Information shown below:

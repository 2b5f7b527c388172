//! Snapshot text format for consistency checks.
//!
//! A snapshot is one `key=value` line per entry, sorted by key, joined with
//! `\n` and without a trailing newline. For `String` keys the sort is byte
//! order. Parsing splits each line at the first `=`, so keys containing `=`
//! do not round-trip.

use std::collections::BTreeMap;
use std::fmt;
use std::fmt::Display;
use std::fs;
use std::hash::Hash;
use std::path::Path;

use crate::error::OpLogError;
use crate::store::CacheStore;

/// Renders entries as sorted `key=value` lines.
pub fn render<K, V, I>(entries: I) -> String
where
    K: Ord + Display,
    V: Display,
    I: IntoIterator<Item = (K, V)>,
{
    let mut entries: Vec<(K, V)> = entries.into_iter().collect();
    entries.sort_by(|a, b| a.0.cmp(&b.0));
    entries
        .iter()
        .map(|(key, value)| format!("{key}={value}"))
        .collect::<Vec<_>>()
        .join("\n")
}

/// Renders the current contents of `store`.
pub fn render_store<K, V>(store: &CacheStore<K, V>) -> String
where
    K: Eq + Hash + Clone + Ord + Display,
    V: Display,
{
    render(store.iter())
}

pub fn write_snapshot<K, V>(path: impl AsRef<Path>, store: &CacheStore<K, V>) -> Result<(), OpLogError>
where
    K: Eq + Hash + Clone + Ord + Display,
    V: Display,
{
    let path = path.as_ref();
    fs::write(path, render_store(store)).map_err(|err| OpLogError::new(path, err))
}

pub fn read_snapshot(path: impl AsRef<Path>) -> Result<String, OpLogError> {
    let path = path.as_ref();
    fs::read_to_string(path).map_err(|err| OpLogError::new(path, err))
}

/// Parses snapshot text into a sorted map. Lines without `=` are skipped.
pub fn parse(text: &str) -> BTreeMap<String, String> {
    text.lines()
        .filter_map(|line| line.split_once('='))
        .map(|(key, value)| (key.to_string(), value.to_string()))
        .collect()
}

/// Differences between two snapshots, each list sorted by key.
#[derive(Debug, Clone, Default, PartialEq, Eq)]
pub struct SnapshotDiff {
    pub only_left: Vec<String>,
    pub only_right: Vec<String>,
    /// `(key, left value, right value)`
    pub changed: Vec<(String, String, String)>,
}

impl SnapshotDiff {
    pub fn is_empty(&self) -> bool {
        self.only_left.is_empty() && self.only_right.is_empty() && self.changed.is_empty()
    }
}

impl fmt::Display for SnapshotDiff {
    fn fmt(&self, f: &mut fmt::Formatter<'_>) -> fmt::Result {
        if self.is_empty() {
            return f.write_str("snapshots match");
        }
        for key in &self.only_left {
            writeln!(f, "- {key}")?;
        }
        for key in &self.only_right {
            writeln!(f, "+ {key}")?;
        }
        for (key, left, right) in &self.changed {
            writeln!(f, "~ {key}: {left} -> {right}")?;
        }
        Ok(())
    }
}

/// Compares two snapshot texts entry by entry.
pub fn compare(left: &str, right: &str) -> SnapshotDiff {
    let left = parse(left);
    let right = parse(right);
    let mut diff = SnapshotDiff::default();

    for (key, left_value) in &left {
        match right.get(key) {
            None => diff.only_left.push(key.clone()),
            Some(right_value) if right_value != left_value => {
                diff.changed
                    .push((key.clone(), left_value.clone(), right_value.clone()));
            },
            Some(_) => {},
        }
    }
    diff.only_right = right
        .keys()
        .filter(|key| !left.contains_key(*key))
        .cloned()
        .collect();
    diff
}
//! Key/value storage with optional LFU eviction.
//!
//! ## Architecture
//!
//! ```text
//!   ┌──────────────────────────────────────────────────────────────────┐
//!   │                        CacheStore<K, V>                          │
//!   │                                                                  │
//!   │   entries: FxHashMap<K, V>        (values live here)             │
//!   │                                                                  │
//!   │   eviction: Option<EvictionManager<K>>                           │
//!   │     None     → unlimited: plain map semantics                    │
//!   │     Some(..) → capacity mode: keys only, LFU + LRU tie-break     │
//!   │                                                                  │
//!   │   put(new key)      → eviction_candidate → remove victim         │
//!   │                       → insert → register                        │
//!   │   put(existing key) → overwrite → touch                          │
//!   │   try_get(hit)      → touch                                      │
//!   │   remove            → forget                                     │
//!   └──────────────────────────────────────────────────────────────────┘
//! ```
//!
//! ## Key Components
//!
//! - [`CacheStore`]: the store itself.
//! - [`StoreMetrics`]: hit/miss/insert/update/remove/eviction counters.
//!
//! ## Thread Safety
//!
//! Not thread-safe. Wrap in a lock for shared access.

mod cache_store;
mod metrics;

pub use cache_store::CacheStore;
pub use metrics::StoreMetrics;
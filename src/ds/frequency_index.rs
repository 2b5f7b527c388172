//! Frequency buckets with recency order inside each bucket.
//!
//! Maps a frequency count to the keys currently sharing it. Each bucket is a
//! doubly-linked list of arena nodes (front = most recently touched, back =
//! least recently touched), and buckets are themselves linked to their
//! populated neighbours in ascending frequency order.
//!
//! ## Architecture
//!
//! ```text
//! ┌───────────────────────────────────────────────────────────────────────┐
//! │                       FrequencyIndex<K> Layout                        │
//! │                                                                       │
//! │   buckets: FxHashMap<u64, Bucket>        nodes: SlotArena<Node<K>>    │
//! │                                                                       │
//! │   freq=1 ◄──► freq=3 ◄──► freq=7         ┌──────┬────────────────┐   │
//! │     │           │           │            │ Slot │ Node           │   │
//! │     ▼           ▼           ▼            ├──────┼────────────────┤   │
//! │   head ──► "c" ──► "a" ──► tail          │ id_0 │ "a" prev/next  │   │
//! │   (MRU)                   (LRU)          │ id_1 │ "b" prev/next  │   │
//! │                                          │ id_2 │ "c" prev/next  │   │
//! │                                          └──────┴────────────────┘   │
//! └───────────────────────────────────────────────────────────────────────┘
//! ```
//!
//! The index does not know which key lives at which frequency; callers keep
//! the `(freq, SlotId)` pair (see [`KeyIndex`](crate::ds::KeyIndex)) and pass
//! it back for O(1) detach and move.
//!
//! Creating a bucket needs its populated neighbours (`below`, `above`). The
//! caller supplies them: they are either the bucket a node just left, or the
//! current minimum when bucket 1 is created. In exchange, [`detach`] reports
//! the neighbourhood of the bucket a node left, which is all a caller needs to
//! maintain a running minimum without scanning.
//!
//! ## Operations
//!
//! | Operation       | Time | Notes                                       |
//! |-----------------|------|---------------------------------------------|
//! | `insert`        | O(1) | Allocate node, push to front of bucket      |
//! | `attach`        | O(1) | Push existing node to front of bucket       |
//! | `detach`        | O(1) | Unlink node; drop bucket if it empties      |
//! | `remove`        | O(1) | Detach and free the node                    |
//! | `move_to_front` | O(1) | Refresh recency without changing bucket     |
//! | `back`          | O(1) | LRU node of a bucket                        |
//!
//! [`detach`]: FrequencyIndex::detach

use rustc_hash::FxHashMap;

use crate::ds::slot_arena::{SlotArena, SlotId};

/// Default bucket pre-allocation. Most keys sit at low frequencies.
pub const DEFAULT_BUCKET_PREALLOC: usize = 32;

#[derive(Debug)]
struct Node<K> {
    prev: Option<SlotId>,
    next: Option<SlotId>,
    key: K,
}

#[derive(Debug, Default)]
struct Bucket {
    head: Option<SlotId>,
    tail: Option<SlotId>,
    len: usize,
    below: Option<u64>,
    above: Option<u64>,
}

/// Neighbourhood of the bucket a node was detached from.
///
/// `below` and `above` are the populated frequencies adjacent to that bucket
/// at the time of the detach. When `emptied` is set the bucket is gone and its
/// two neighbours now link to each other.
#[derive(Debug, Clone, Copy, PartialEq, Eq)]
pub struct Detached {
    pub emptied: bool,
    pub below: Option<u64>,
    pub above: Option<u64>,
}

/// Frequency → recency-ordered bucket of keys.
#[derive(Debug)]
pub struct FrequencyIndex<K> {
    nodes: SlotArena<Node<K>>,
    buckets: FxHashMap<u64, Bucket>,
}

End of Information shown.

From the entries above, copy every line containing the word "Some".

Problem solution:
            Some(right_value) if right_value != left_value => {
            Some(_) => {},
//!   │     Some(..) → capacity mode: keys only, LFU + LRU tie-break     │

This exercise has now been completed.